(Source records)

┌────────

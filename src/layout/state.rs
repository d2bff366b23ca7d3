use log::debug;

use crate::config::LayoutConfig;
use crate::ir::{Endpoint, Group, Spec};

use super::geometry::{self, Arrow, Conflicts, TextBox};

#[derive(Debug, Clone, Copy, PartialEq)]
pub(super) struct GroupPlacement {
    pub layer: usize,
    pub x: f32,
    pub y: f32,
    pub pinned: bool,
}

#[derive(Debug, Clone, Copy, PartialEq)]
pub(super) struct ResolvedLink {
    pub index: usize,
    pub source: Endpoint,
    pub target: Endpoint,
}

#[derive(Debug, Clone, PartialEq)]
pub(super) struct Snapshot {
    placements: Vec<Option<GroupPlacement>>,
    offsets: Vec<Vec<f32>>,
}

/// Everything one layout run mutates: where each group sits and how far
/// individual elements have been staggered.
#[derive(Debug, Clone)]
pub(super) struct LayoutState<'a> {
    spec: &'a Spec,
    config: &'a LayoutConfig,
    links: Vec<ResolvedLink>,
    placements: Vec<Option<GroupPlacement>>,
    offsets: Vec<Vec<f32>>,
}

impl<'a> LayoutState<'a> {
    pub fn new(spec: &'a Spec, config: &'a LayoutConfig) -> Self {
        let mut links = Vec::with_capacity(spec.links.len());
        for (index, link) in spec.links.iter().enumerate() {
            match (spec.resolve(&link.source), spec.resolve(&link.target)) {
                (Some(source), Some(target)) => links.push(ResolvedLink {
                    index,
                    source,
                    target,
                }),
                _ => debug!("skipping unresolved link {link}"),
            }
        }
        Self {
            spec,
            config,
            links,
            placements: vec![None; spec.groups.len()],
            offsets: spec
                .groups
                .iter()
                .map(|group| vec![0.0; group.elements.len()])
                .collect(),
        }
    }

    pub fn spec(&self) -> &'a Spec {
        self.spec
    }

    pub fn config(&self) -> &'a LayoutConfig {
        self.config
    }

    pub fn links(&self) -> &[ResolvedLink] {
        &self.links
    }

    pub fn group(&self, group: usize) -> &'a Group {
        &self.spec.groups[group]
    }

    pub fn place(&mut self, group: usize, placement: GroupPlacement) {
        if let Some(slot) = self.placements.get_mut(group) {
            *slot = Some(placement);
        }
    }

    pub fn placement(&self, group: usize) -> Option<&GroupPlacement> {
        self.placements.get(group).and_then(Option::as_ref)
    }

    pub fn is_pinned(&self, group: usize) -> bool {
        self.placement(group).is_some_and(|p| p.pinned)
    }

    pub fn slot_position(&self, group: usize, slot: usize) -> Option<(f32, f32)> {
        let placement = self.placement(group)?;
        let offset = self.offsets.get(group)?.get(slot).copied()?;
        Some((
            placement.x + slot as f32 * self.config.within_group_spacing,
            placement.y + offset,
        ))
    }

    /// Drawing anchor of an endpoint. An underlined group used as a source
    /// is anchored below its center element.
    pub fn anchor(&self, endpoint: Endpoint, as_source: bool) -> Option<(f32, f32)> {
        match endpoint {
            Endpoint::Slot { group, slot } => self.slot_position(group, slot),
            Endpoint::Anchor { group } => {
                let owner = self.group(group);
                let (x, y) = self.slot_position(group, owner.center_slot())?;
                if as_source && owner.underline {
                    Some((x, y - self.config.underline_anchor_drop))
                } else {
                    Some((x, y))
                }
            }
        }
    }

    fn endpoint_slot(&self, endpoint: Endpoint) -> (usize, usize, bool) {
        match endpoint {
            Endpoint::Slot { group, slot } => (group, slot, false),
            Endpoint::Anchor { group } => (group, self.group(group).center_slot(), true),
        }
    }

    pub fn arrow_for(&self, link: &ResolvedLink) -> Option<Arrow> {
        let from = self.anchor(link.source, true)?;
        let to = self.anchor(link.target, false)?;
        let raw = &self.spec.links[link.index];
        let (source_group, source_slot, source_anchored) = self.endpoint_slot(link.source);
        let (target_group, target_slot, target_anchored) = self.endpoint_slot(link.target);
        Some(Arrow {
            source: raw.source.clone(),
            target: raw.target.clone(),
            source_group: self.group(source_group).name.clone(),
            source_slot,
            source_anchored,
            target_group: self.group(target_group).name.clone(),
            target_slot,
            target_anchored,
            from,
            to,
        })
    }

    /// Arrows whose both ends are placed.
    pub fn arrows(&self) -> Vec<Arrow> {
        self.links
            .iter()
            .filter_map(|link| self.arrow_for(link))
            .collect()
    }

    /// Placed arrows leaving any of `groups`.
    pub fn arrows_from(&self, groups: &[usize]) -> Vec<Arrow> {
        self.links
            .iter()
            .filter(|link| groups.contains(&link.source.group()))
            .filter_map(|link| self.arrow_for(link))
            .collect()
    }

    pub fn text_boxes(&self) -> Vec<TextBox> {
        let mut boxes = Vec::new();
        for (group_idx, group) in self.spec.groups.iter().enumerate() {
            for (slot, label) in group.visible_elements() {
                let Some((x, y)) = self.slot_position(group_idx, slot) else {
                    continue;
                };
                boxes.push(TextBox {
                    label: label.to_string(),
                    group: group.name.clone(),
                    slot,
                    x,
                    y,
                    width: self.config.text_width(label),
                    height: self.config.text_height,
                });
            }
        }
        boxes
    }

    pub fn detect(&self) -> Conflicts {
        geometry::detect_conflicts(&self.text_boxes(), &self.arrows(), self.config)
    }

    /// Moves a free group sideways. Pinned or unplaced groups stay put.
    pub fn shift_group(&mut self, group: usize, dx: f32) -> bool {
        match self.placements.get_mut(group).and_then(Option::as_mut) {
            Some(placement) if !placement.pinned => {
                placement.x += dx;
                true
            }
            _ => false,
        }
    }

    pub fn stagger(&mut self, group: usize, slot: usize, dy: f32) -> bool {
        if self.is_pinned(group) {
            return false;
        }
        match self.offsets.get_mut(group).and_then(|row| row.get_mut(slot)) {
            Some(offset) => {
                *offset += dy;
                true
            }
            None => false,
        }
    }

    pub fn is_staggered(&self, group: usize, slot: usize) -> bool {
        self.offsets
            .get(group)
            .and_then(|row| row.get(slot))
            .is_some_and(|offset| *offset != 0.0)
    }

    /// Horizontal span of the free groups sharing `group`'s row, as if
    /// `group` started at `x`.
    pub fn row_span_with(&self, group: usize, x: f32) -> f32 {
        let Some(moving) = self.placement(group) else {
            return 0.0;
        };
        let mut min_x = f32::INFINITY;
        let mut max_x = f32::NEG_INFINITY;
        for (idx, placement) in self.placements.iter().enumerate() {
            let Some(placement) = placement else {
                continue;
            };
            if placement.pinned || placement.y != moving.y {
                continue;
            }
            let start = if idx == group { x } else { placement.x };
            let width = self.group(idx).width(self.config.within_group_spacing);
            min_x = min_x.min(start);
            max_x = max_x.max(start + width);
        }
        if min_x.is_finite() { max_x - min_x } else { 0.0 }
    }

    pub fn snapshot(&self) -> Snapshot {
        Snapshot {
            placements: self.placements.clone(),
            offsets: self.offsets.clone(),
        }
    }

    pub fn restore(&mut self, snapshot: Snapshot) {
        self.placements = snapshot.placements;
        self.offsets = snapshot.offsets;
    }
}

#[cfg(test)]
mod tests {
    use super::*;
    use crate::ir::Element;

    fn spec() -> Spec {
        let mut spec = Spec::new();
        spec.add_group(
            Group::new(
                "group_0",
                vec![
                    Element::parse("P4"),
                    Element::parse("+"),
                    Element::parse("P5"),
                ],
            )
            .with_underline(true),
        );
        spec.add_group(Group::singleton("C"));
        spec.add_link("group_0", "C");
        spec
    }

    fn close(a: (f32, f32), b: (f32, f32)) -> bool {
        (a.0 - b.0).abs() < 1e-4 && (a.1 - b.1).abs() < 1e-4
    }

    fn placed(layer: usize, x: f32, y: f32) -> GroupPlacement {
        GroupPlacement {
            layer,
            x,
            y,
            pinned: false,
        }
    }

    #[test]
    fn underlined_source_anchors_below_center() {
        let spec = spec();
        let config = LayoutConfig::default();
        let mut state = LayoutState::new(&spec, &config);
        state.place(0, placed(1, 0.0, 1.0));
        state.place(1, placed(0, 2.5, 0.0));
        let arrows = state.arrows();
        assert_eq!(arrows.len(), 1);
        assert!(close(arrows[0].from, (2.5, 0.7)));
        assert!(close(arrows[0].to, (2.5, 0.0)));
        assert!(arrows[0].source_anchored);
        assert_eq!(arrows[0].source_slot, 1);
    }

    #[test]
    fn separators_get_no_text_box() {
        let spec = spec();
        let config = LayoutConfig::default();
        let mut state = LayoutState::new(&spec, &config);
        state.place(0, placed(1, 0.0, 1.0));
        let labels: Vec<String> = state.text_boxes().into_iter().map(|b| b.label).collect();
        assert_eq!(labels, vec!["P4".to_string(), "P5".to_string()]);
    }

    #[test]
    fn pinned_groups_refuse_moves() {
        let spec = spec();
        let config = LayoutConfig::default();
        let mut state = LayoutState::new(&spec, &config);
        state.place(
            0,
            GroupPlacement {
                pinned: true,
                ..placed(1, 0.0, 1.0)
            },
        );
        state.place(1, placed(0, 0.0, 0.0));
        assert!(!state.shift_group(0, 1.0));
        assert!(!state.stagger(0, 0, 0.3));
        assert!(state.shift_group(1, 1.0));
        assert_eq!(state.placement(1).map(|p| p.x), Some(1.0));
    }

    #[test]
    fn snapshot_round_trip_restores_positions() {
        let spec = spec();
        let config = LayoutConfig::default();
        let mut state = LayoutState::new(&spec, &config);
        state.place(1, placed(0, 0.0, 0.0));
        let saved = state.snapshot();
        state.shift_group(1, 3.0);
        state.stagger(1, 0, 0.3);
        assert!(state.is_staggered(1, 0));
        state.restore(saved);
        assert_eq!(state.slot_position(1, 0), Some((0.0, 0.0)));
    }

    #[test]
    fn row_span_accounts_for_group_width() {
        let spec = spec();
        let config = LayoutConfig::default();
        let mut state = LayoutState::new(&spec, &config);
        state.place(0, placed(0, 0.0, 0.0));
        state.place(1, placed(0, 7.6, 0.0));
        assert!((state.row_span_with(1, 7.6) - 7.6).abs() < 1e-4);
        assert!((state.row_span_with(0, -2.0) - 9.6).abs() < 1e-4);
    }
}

└────────

— THE PROBLEM —
A copy of each line in the data above that holds the string "owner" is needed.

— WRITTEN REPLY —
                let owner = self.group(group);
                let (x, y) = self.slot_position(group, owner.center_slot())?;
                if as_source && owner.underline {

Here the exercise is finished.